### [Task directions]
Give back every record exactly.

### [Record set]
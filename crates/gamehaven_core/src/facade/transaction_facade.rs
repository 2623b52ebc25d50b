//! Sales facade: checkout recording and analytics.

use crate::model::transaction::{
    DateRange, SalesSummary, Transaction, TransactionDetail, TransactionId,
};
use crate::model::user::UserId;
use crate::repo::transaction_detail_repo::{
    SqliteTransactionDetailRepository, TransactionDetailRepository,
};
use crate::repo::transaction_repo::{SqliteTransactionRepository, TransactionRepository};
use crate::repo::RepoResult;
use crate::service::purchase_service::{PurchaseReceipt, PurchaseRequest, PurchaseService};
use crate::store::{LiveQuery, Store, Table, PURCHASE_TABLES};

#[derive(Clone)]
pub struct TransactionFacade {
    store: Store,
}

impl TransactionFacade {
    pub fn new(store: Store) -> Self {
        Self { store }
    }

    /// Records a completed payment with its lines and library entries.
    pub async fn record_purchase(&self, request: PurchaseRequest) -> RepoResult<PurchaseReceipt> {
        self.store
            .write(PURCHASE_TABLES, move |conn| {
                PurchaseService::new(conn).record_purchase(&request)
            })
            .await
    }

    pub async fn get(&self, id: TransactionId) -> RepoResult<Option<Transaction>> {
        self.store
            .read(move |conn| SqliteTransactionRepository::new(conn).get_transaction(id))
            .await
    }

    pub async fn sales_summary(&self, range: DateRange) -> RepoResult<SalesSummary> {
        self.store
            .read(move |conn| SqliteTransactionRepository::new(conn).sales_summary(range))
            .await
    }

    pub async fn all_transactions(&self) -> RepoResult<LiveQuery<Vec<Transaction>>> {
        self.store
            .live(&[Table::Transactions], |conn| {
                SqliteTransactionRepository::new(conn).list_transactions()
            })
            .await
    }

    pub async fn transactions_in_range(
        &self,
        range: DateRange,
    ) -> RepoResult<LiveQuery<Vec<Transaction>>> {
        self.store
            .live(&[Table::Transactions], move |conn| {
                SqliteTransactionRepository::new(conn).list_transactions_in_range(range)
            })
            .await
    }

    pub async fn transactions_by_user(
        &self,
        user_id: UserId,
    ) -> RepoResult<LiveQuery<Vec<Transaction>>> {
        self.store
            .live(&[Table::Transactions], move |conn| {
                SqliteTransactionRepository::new(conn).list_transactions_by_user(user_id)
            })
            .await
    }

    pub async fn details(
        &self,
        transaction_id: TransactionId,
    ) -> RepoResult<LiveQuery<Vec<TransactionDetail>>> {
        self.store
            .live(&[Table::TransactionDetails], move |conn| {
                SqliteTransactionDetailRepository::new(conn)
                    .list_details_by_transaction(transaction_id)
            })
            .await
    }
}
//! Purchase recording use-case.
//!
//! # Responsibility
//! - Record a completed payment as one transaction header, its lines, and one
//!   library entry per line.
//!
//! # Invariants
//! - The whole sequence commits or rolls back as a unit.
//! - Every detail and library entry carries the generated transaction id.
//! - Library entries start as `DownloadStatus::NotDownloaded` and take the
//!   transaction date as their purchase date.

use crate::model::game::Game;
use crate::model::purchased_game::{PurchasedGame, PurchasedGameId};
use crate::model::transaction::{
    Transaction, TransactionDetail, TransactionDetailId, TransactionId,
};
use crate::model::user::UserId;
use crate::repo::purchased_game_repo::{PurchasedGameRepository, SqlitePurchasedGameRepository};
use crate::repo::transaction_detail_repo::{
    SqliteTransactionDetailRepository, TransactionDetailRepository,
};
use crate::repo::transaction_repo::{SqliteTransactionRepository, TransactionRepository};
use crate::repo::RepoResult;
use log::{error, info};
use rusqlite::{Connection, TransactionBehavior};

/// A completed payment waiting to be recorded.
#[derive(Debug, Clone, PartialEq)]
pub struct PurchaseRequest {
    pub user_id: UserId,
    pub total_price: f64,
    /// Unix epoch milliseconds.
    pub date: i64,
    /// Pending lines; their `transaction_id` is overwritten.
    pub lines: Vec<TransactionDetail>,
}

impl PurchaseRequest {
    /// Builds a request whose total is the sum of its line totals.
    pub fn from_lines(user_id: UserId, date: i64, lines: Vec<TransactionDetail>) -> Self {
        let total_price = lines.iter().map(TransactionDetail::line_total).sum();
        Self {
            user_id,
            total_price,
            date,
            lines,
        }
    }

    /// Single-copy checkout of one game at its current price.
    pub fn single_game(user_id: UserId, game: &Game, date: i64) -> Self {
        Self::from_lines(
            user_id,
            date,
            vec![TransactionDetail::pending(game.id, game.price, 1)],
        )
    }
}

/// Ids generated while recording a purchase.
#[derive(Debug, Clone, PartialEq, Eq)]
pub struct PurchaseReceipt {
    pub transaction_id: TransactionId,
    pub detail_ids: Vec<TransactionDetailId>,
    pub purchased_game_ids: Vec<PurchasedGameId>,
}

/// Records purchases on a ready connection.
pub struct PurchaseService<'conn> {
    conn: &'conn mut Connection,
}

impl<'conn> PurchaseService<'conn> {
    pub fn new(conn: &'conn mut Connection) -> Self {
        Self { conn }
    }

    /// Records `request` atomically and returns the generated ids.
    ///
    /// # Errors
    /// - Returns `RepoError::Db` when any insert fails (for example an unknown
    ///   user or game id); nothing is persisted in that case.
    pub fn record_purchase(&mut self, request: &PurchaseRequest) -> RepoResult<PurchaseReceipt> {
        match self.record_in_tx(request) {
            Ok(receipt) => {
                info!(
                    "event=purchase_recorded module=service status=ok user_id={} transaction_id={} lines={}",
                    request.user_id,
                    receipt.transaction_id,
                    receipt.detail_ids.len()
                );
                Ok(receipt)
            }
            Err(err) => {
                error!(
                    "event=purchase_recorded module=service status=error user_id={} lines={} error={}",
                    request.user_id,
                    request.lines.len(),
                    err
                );
                Err(err)
            }
        }
    }

    fn record_in_tx(&mut self, request: &PurchaseRequest) -> RepoResult<PurchaseReceipt> {
        let tx = self
            .conn
            .transaction_with_behavior(TransactionBehavior::Immediate)?;

        let header = Transaction::new(request.user_id, request.total_price, request.date);
        let transaction_id = SqliteTransactionRepository::new(&tx).insert_transaction(&header)?;

        let stamped: Vec<TransactionDetail> = request
            .lines
            .iter()
            .map(|line| TransactionDetail {
                transaction_id,
                ..line.clone()
            })
            .collect();
        let detail_ids =
            SqliteTransactionDetailRepository::new(&tx).insert_details(transaction_id, &stamped)?;

        let library = SqlitePurchasedGameRepository::new(&tx);
        let mut purchased_game_ids = Vec::with_capacity(stamped.len());
        for line in &stamped {
            let entry =
                PurchasedGame::new(request.user_id, line.game_id, request.date, transaction_id);
            purchased_game_ids.push(library.insert_purchased_game(&entry)?);
        }

        tx.commit()?;
        Ok(PurchaseReceipt {
            transaction_id,
            detail_ids,
            purchased_game_ids,
        })
    }
}

#[cfg(test)]
mod tests {
    use super::PurchaseRequest;
    use crate::model::transaction::TransactionDetail;

    #[test]
    fn from_lines_sums_price_times_qty() {
        let request = PurchaseRequest::from_lines(
            1,
            1_000,
            vec![
                TransactionDetail::pending(2, 40_000.0, 1),
                TransactionDetail::pending(3, 15_000.0, 2),
            ],
        );
        assert_eq!(request.total_price, 70_000.0);
    }
}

### [Solution to this problem]
filename crates/gamehaven_core/src/facade/transaction_facade.rs
repository 2623b52ebc25d50b
//! Sales facade: checkout recording and analytics.

use crate::model::transaction::{
    DateRange, SalesSummary, Transaction, TransactionDetail, TransactionId,
};
use crate::model::user::UserId;
use crate::repo::transaction_detail_repo::{
    SqliteTransactionDetailRepository, TransactionDetailRepository,
};
use crate::repo::transaction_repo::{SqliteTransactionRepository, TransactionRepository};
use crate::repo::RepoResult;
use crate::service::purchase_service::{PurchaseReceipt, PurchaseRequest, PurchaseService};
use crate::store::{LiveQuery, Store, Table, PURCHASE_TABLES};

#[derive(Clone)]
pub struct TransactionFacade {
    store: Store,
}

impl TransactionFacade {
    pub fn new(store: Store) -> Self {
        Self { store }
    }

    /// Records a completed payment with its lines and library entries.
    pub async fn record_purchase(&self, request: PurchaseRequest) -> RepoResult<PurchaseReceipt> {
        self.store
            .write(PURCHASE_TABLES, move |conn| {
                PurchaseService::new(conn).record_purchase(&request)
            })
            .await
    }

    pub async fn get(&self, id: TransactionId) -> RepoResult<Option<Transaction>> {
        self.store
            .read(move |conn| SqliteTransactionRepository::new(conn).get_transaction(id))
            .await
    }

    pub async fn sales_summary(&self, range: DateRange) -> RepoResult<SalesSummary> {
        self.store
            .read(move |conn| SqliteTransactionRepository::new(conn).sales_summary(range))
            .await
    }

    pub async fn all_transactions(&self) -> RepoResult<LiveQuery<Vec<Transaction>>> {
        self.store
            .live(&[Table::Transactions], |conn| {
                SqliteTransactionRepository::new(conn).list_transactions()
            })
            .await
    }

    pub async fn transactions_in_range(
        &self,
        range: DateRange,
    ) -> RepoResult<LiveQuery<Vec<Transaction>>> {
        self.store
            .live(&[Table::Transactions], move |conn| {
                SqliteTransactionRepository::new(conn).list_transactions_in_range(range)
            })
            .await
    }

    pub async fn transactions_by_user(
        &self,
        user_id: UserId,
    ) -> RepoResult<LiveQuery<Vec<Transaction>>> {
        self.store
            .live(&[Table::Transactions], move |conn| {
                SqliteTransactionRepository::new(conn).list_transactions_by_user(user_id)
            })
            .await
    }

    pub async fn details(
        &self,
        transaction_id: TransactionId,
    ) -> RepoResult<LiveQuery<Vec<TransactionDetail>>> {
        self.store
            .live(&[Table::TransactionDetails], move |conn| {
                SqliteTransactionDetailRepository::new(conn)
                    .list_details_by_transaction(transaction_id)
            })
            .await
    }
}
//! Purchase recording use-case.
//!
//! # Responsibility
//! - Record a completed payment as one transaction header, its lines, and one
//!   library entry per line.
//!
//! # Invariants
//! - The whole sequence commits or rolls back as a unit.
//! - Every detail and library entry carries the generated transaction id.
//! - Library entries start as `DownloadStatus::NotDownloaded` and take the
//!   transaction date as their purchase date.

use crate::model::game::Game;
use crate::model::purchased_game::{PurchasedGame, PurchasedGameId};
use crate::model::transaction::{
    Transaction, TransactionDetail, TransactionDetailId, TransactionId,
};
use crate::model::user::UserId;
use crate::repo::purchased_game_repo::{PurchasedGameRepository, SqlitePurchasedGameRepository};
use crate::repo::transaction_detail_repo::{
    SqliteTransactionDetailRepository, TransactionDetailRepository,
};
use crate::repo::transaction_repo::{SqliteTransactionRepository, TransactionRepository};
use crate::repo::RepoResult;
use log::{error, info};
use rusqlite::{Connection, TransactionBehavior};

/// A completed payment waiting to be recorded.
#[derive(Debug, Clone, PartialEq)]
pub struct PurchaseRequest {
    pub user_id: UserId,
    pub total_price: f64,
    /// Unix epoch milliseconds.
    pub date: i64,
    /// Pending lines; their `transaction_id` is overwritten.
    pub lines: Vec<TransactionDetail>,
}

impl PurchaseRequest {
    /// Builds a request whose total is the sum of its line totals.
    pub fn from_lines(user_id: UserId, date: i64, lines: Vec<TransactionDetail>) -> Self {
        let total_price = lines.iter().map(TransactionDetail::line_total).sum();
        Self {
            user_id,
            total_price,
            date,
            lines,
        }
    }

    /// Single-copy checkout of one game at its current price.
    pub fn single_game(user_id: UserId, game: &Game, date: i64) -> Self {
        Self::from_lines(
            user_id,
            date,
            vec![TransactionDetail::pending(game.id, game.price, 1)],
        )
    }
}

/// Ids generated while recording a purchase.
#[derive(Debug, Clone, PartialEq, Eq)]
pub struct PurchaseReceipt {
    pub transaction_id: TransactionId,
    pub detail_ids: Vec<TransactionDetailId>,
    pub purchased_game_ids: Vec<PurchasedGameId>,
}

/// Records purchases on a ready connection.
pub struct PurchaseService<'conn> {
    conn: &'conn mut Connection,
}

impl<'conn> PurchaseService<'conn> {
    pub fn new(conn: &'conn mut Connection) -> Self {
        Self { conn }
    }

    /// Records `request` atomically and returns the generated ids.
    ///
    /// # Errors
    /// - Returns `RepoError::Db` when any insert fails (for example an unknown
    ///   user or game id); nothing is persisted in that case.
    pub fn record_purchase(&mut self, request: &PurchaseRequest) -> RepoResult<PurchaseReceipt> {
        match self.record_in_tx(request) {
            Ok(receipt) => {
                info!(
                    "event=purchase_recorded module=service status=ok user_id={} transaction_id={} lines={}",
                    request.user_id,
                    receipt.transaction_id,
                    receipt.detail_ids.len()
                );
                Ok(receipt)
            }
            Err(err) => {
                error!(
                    "event=purchase_recorded module=service status=error user_id={} lines={} error={}",
                    request.user_id,
                    request.lines.len(),
                    err
                );
                Err(err)
            }
        }
    }

    fn record_in_tx(&mut self, request: &PurchaseRequest) -> RepoResult<PurchaseReceipt> {
        let tx = self
            .conn
            .transaction_with_behavior(TransactionBehavior::Immediate)?;

        let header = Transaction::new(request.user_id, request.total_price, request.date);
        let transaction_id = SqliteTransactionRepository::new(&tx).insert_transaction(&header)?;

        let stamped: Vec<TransactionDetail> = request
            .lines
            .iter()
            .map(|line| TransactionDetail {
                transaction_id,
                ..line.clone()
            })
            .collect();
        let detail_ids =
            SqliteTransactionDetailRepository::new(&tx).insert_details(transaction_id, &stamped)?;

        let library = SqlitePurchasedGameRepository::new(&tx);
        let mut purchased_game_ids = Vec::with_capacity(stamped.len());
        for line in &stamped {
            let entry =
                PurchasedGame::new(request.user_id, line.game_id, request.date, transaction_id);
            purchased_game_ids.push(library.insert_purchased_game(&entry)?);
        }

        tx.commit()?;
        Ok(PurchaseReceipt {
            transaction_id,
            detail_ids,
            purchased_game_ids,
        })
    }
}

#[cfg(test)]
mod tests {
    use super::PurchaseRequest;
    use crate::model::transaction::TransactionDetail;

    #[test]
    fn from_lines_sums_price_times_qty() {
        let request = PurchaseRequest::from_lines(
            1,
            1_000,
            vec![
                TransactionDetail::pending(2, 40_000.0, 1),
                TransactionDetail::pending(3, 15_000.0, 2),
            ],
        );
        assert_eq!(request.total_price, 70_000.0);
    }
}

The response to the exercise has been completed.